Gutted, Filleted & Grilled Haddock Section
ROONEY DISREPUTE CHARGE
The monosyllabic rant delivered to the Sky faithful in last week’s TV Classico were the only words Potato Wedge Rooney could find at the time. It has been confirmed by his lawyers that Wayne Potato’s heavy and abrupt discharge of Swamp English after scoring three goals against West Ham, contained nearly 75% of the words he has stored between his windmill shaped ears. “Er, I refute the disrepute,” Rooney whispered through an interpretor. “Fock.”. Questioned on whether he would do the same again if he scored against Schalke, Potato said, “Kinda. Fock. And. Then. Boh. Me advisers,” then keeled over with blue smoke coming from his U.S.A. belt buckle. 

Rooney has allegedly used swear words before
SUPPORT FOR BELEAGURED POTATO Ninny Nani Nonney of Manchester United has voiced his support of Potato, claiming that his team-mates were already well accustomed to fighting the behemoths of unpopularity and injustice. Ninny Nani Nonney’s CULTURED and STEADY OUTBURST came as team-mate Potato celebrated a goal at West Ham by exploding in a cloud of volleyed expletives to a live tv audience watching through the very camera that he had just covered in salt and vinegar crisps flavoured phlegm. “It was nothing.” said Noncey. “When we score goals, the celebration is for us, not for fans or other people. But Wayne is a superstar and everyone focuses on him. Why was everybody listening to our private celebration? To quote Pythagoras, they should just fuck off in a long straight line and do one”

Whilst it was evident that Rooney clearly resorted to most if not all of his favourite words in the outburst, leaving his after-match interview completely lacking in any adjectives, pronouns or linking devices and only one reflexive verb (“yous can fock yourselves”). “He has clearly run out of clean words,” whispered Basil Rathbone of Kings College London. “It is a shameful way to end up. We want children watching to enjoy constructing meaningful heartfelt and evenly organised sentences – not to run around spouting the very first obscenity that comes into their heads,” said Margaret Teacup of Croxteth Verbal Support..

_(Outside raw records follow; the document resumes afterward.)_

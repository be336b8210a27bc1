//! Export types for serializing a pruned graph.
//!
//! These types give display consumers a flat, JSON-friendly view of the
//! graph: node names flagged by whether they are detected concepts, and
//! labeled edges.

use serde::{Deserialize, Serialize};

use crate::concept::ConceptSet;
use crate::graph::KnowledgeGraph;

/// Exported node.
#[derive(Debug, Clone, PartialEq, Eq, Serialize, Deserialize)]
pub struct NodeExport {
    /// Local name.
    pub id: String,
    /// Whether the node is one of the detected concepts.
    pub concept: bool,
}

/// Exported edge.
#[derive(Debug, Clone, PartialEq, Eq, Serialize, Deserialize)]
pub struct EdgeExport {
    pub source: String,
    pub target: String,
    /// Predicate local name, e.g. `RelatedTo`.
    pub label: String,
}

/// Exported graph.
#[derive(Debug, Clone, Default, PartialEq, Eq, Serialize, Deserialize)]
pub struct GraphExport {
    pub nodes: Vec<NodeExport>,
    pub edges: Vec<EdgeExport>,
}

impl GraphExport {
    pub fn new(graph: &KnowledgeGraph, concepts: &ConceptSet) -> Self {
        Self {
            nodes: graph
                .nodes()
                .map(|id| NodeExport {
                    id: id.to_string(),
                    concept: concepts.contains(id),
                })
                .collect(),
            edges: graph
                .edges()
                .map(|(source, target, label)| EdgeExport {
                    source: source.to_string(),
                    target: target.to_string(),
                    label: label.to_string(),
                })
                .collect(),
        }
    }
}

“We are willing to offer Wayne some coaching, and hopefully within a year or two we could see his vocabulary extend to perhaps seven or eight easily recognisable words. One day he might even leave the present tense behind and attempt a bit of hypothesis about the future of the Balkan region or how a bath plug might be useful in a hurricaine”
Potato has until 6pm today to contest the charge of bringing the English language into disrepute, though he will be required to demonstrate the sort of vocabulary that, when added to other simple devices, can create a sentence of up to six words.

Bagels & Meteorites Section
TO BE KING & CAPTAIN - Gareth Barry cuts the kind of menacing no-nonsense figure, with his jutting jaw, his cream and green cardigan and his smart white plimsoles with a blue stripe that you might expect to bump into on the set whilst filming a particularly frightening bit of Pirates of the Caribbean. He could easily be a hardman from the wrong side of the tracks, a Sopranos-style drug-gambler-pimp or a Cromwellian hard hat leader with porridge and spittle all down his front. "I will be the same player as I always am, I will be the same midfielder, I will be the same Gareth Barry," he squeaked in those Churchillian tones we have come to love and tremble in front of. "I am captain, I am leader, I am Gareth”, he finished before storming off for another of those little white chocolate eclairs that he likes so much.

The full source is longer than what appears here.